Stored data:
'''
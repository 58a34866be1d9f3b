//! Notifications for records removed from a
//! [`SequenceSet`](crate::collection::SequenceSet).
//!
//! Removals are reported here, never returned as errors.

/// Reason reported for records pruned because they have no usable date.
pub const MISSING_DATE: &str = "Missing Date";
/// Reason reported for records removed by subsampling.
pub const SUBSAMPLED: &str = "subsampled";
/// Reason reported for records whose header has no strain word.
pub const MISSING_STRAIN: &str = "missing strain";
/// Reason reported for records whose strain name was already taken.
pub const DUPLICATE_STRAIN: &str = "duplicate strain";

/// Receiver of drop notifications and stage summaries.
pub trait DropLog {
    /// One record, identified by `name`, was removed from `segment`.
    fn drop_record(&mut self, name: &str, segment: &str, reason: &str);

    /// A human-readable progress message.
    fn notify(&mut self, message: &str);
}

/// Forwards every notification to `tracing`.
#[derive(Debug, Default, Clone, Copy)]
pub struct TracingDropLog;

impl DropLog for TracingDropLog {
    fn drop_record(&mut self, name: &str, segment: &str, reason: &str) {
        tracing::debug!(name, segment, reason, "dropped record");
    }

    fn notify(&mut self, message: &str) {
        tracing::info!("{message}");
    }
}

/// One entry collected by [`DropRecorder`].
#[derive(Debug, Clone, PartialEq, Eq, PartialOrd, Ord, serde::Serialize)]
pub struct DroppedRecord {
    pub name: String,
    pub segment: String,
    pub reason: String,
}

/// Collects drops in memory, also forwarding them to `tracing`.
#[derive(Debug, Default, Clone)]
pub struct DropRecorder {
    pub dropped: Vec<DroppedRecord>,
    pub messages: Vec<String>,
}

impl DropRecorder {
    pub fn new() -> Self {
        Self::default()
    }

    /// Names dropped for `reason`, sorted.
    pub fn names_for(&self, reason: &str) -> Vec<&str> {
        let mut names: Vec<&str> = self
            .dropped
            .iter()
            .filter(|d| d.reason == reason)
            .map(|d| d.name.as_str())
            .collect();
        names.sort_unstable();
        names
    }

    pub fn count(&self, reason: &str) -> usize {
        self.dropped.iter().filter(|d| d.reason == reason).count()
    }
}

impl DropLog for DropRecorder {
    fn drop_record(&mut self, name: &str, segment: &str, reason: &str) {
        TracingDropLog.drop_record(name, segment, reason);
        self.dropped.push(DroppedRecord {
            name: name.to_string(),
            segment: segment.to_string(),
            reason: reason.to_string(),
        });
    }

    fn notify(&mut self, message: &str) {
        TracingDropLog.notify(message);
        self.messages.push(message.to_string());
    }
}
'''
Requirement:
Your answer should repeat every entry exactly.

Exercise result:
repository 58a34866be1d9f3b
//! Notifications for records removed from a
//! [`SequenceSet`](crate::collection::SequenceSet).
//!
//! Removals are reported here, never returned as errors.

/// Reason reported for records pruned because they have no usable date.
pub const MISSING_DATE: &str = "Missing Date";
/// Reason reported for records removed by subsampling.
pub const SUBSAMPLED: &str = "subsampled";
/// Reason reported for records whose header has no strain word.
pub const MISSING_STRAIN: &str = "missing strain";
/// Reason reported for records whose strain name was already taken.
pub const DUPLICATE_STRAIN: &str = "duplicate strain";

/// Receiver of drop notifications and stage summaries.
pub trait DropLog {
    /// One record, identified by `name`, was removed from `segment`.
    fn drop_record(&mut self, name: &str, segment: &str, reason: &str);

    /// A human-readable progress message.
    fn notify(&mut self, message: &str);
}

/// Forwards every notification to `tracing`.
#[derive(Debug, Default, Clone, Copy)]
pub struct TracingDropLog;

impl DropLog for TracingDropLog {
    fn drop_record(&mut self, name: &str, segment: &str, reason: &str) {
        tracing::debug!(name, segment, reason, "dropped record");
    }

    fn notify(&mut self, message: &str) {
        tracing::info!("{message}");
    }
}

/// One entry collected by [`DropRecorder`].
#[derive(Debug, Clone, PartialEq, Eq, PartialOrd, Ord, serde::Serialize)]
pub struct DroppedRecord {
    pub name: String,
    pub segment: String,
    pub reason: String,
}

/// Collects drops in memory, also forwarding them to `tracing`.
#[derive(Debug, Default, Clone)]
pub struct DropRecorder {
    pub dropped: Vec<DroppedRecord>,
    pub messages: Vec<String>,
}

impl DropRecorder {
    pub fn new() -> Self {
        Self::default()
    }

    /// Names dropped for `reason`, sorted.
    pub fn names_for(&self, reason: &str) -> Vec<&str> {
        let mut names: Vec<&str> = self
            .dropped
            .iter()
            .filter(|d| d.reason == reason)
            .map(|d| d.name.as_str())
            .collect();
        names.sort_unstable();
        names
    }

    pub fn count(&self, reason: &str) -> usize {
        self.dropped.iter().filter(|d| d.reason == reason).count()
    }
}

impl DropLog for DropRecorder {
    fn drop_record(&mut self, name: &str, segment: &str, reason: &str) {
        TracingDropLog.drop_record(name, segment, reason);
        self.dropped.push(DroppedRecord {
            name: name.to_string(),
            segment: segment.to_string(),
            reason: reason.to_string(),
        });
    }

    fn notify(&mut self, message: &str) {
        TracingDropLog.notify(message);
        self.messages.push(message.to_string());
    }
}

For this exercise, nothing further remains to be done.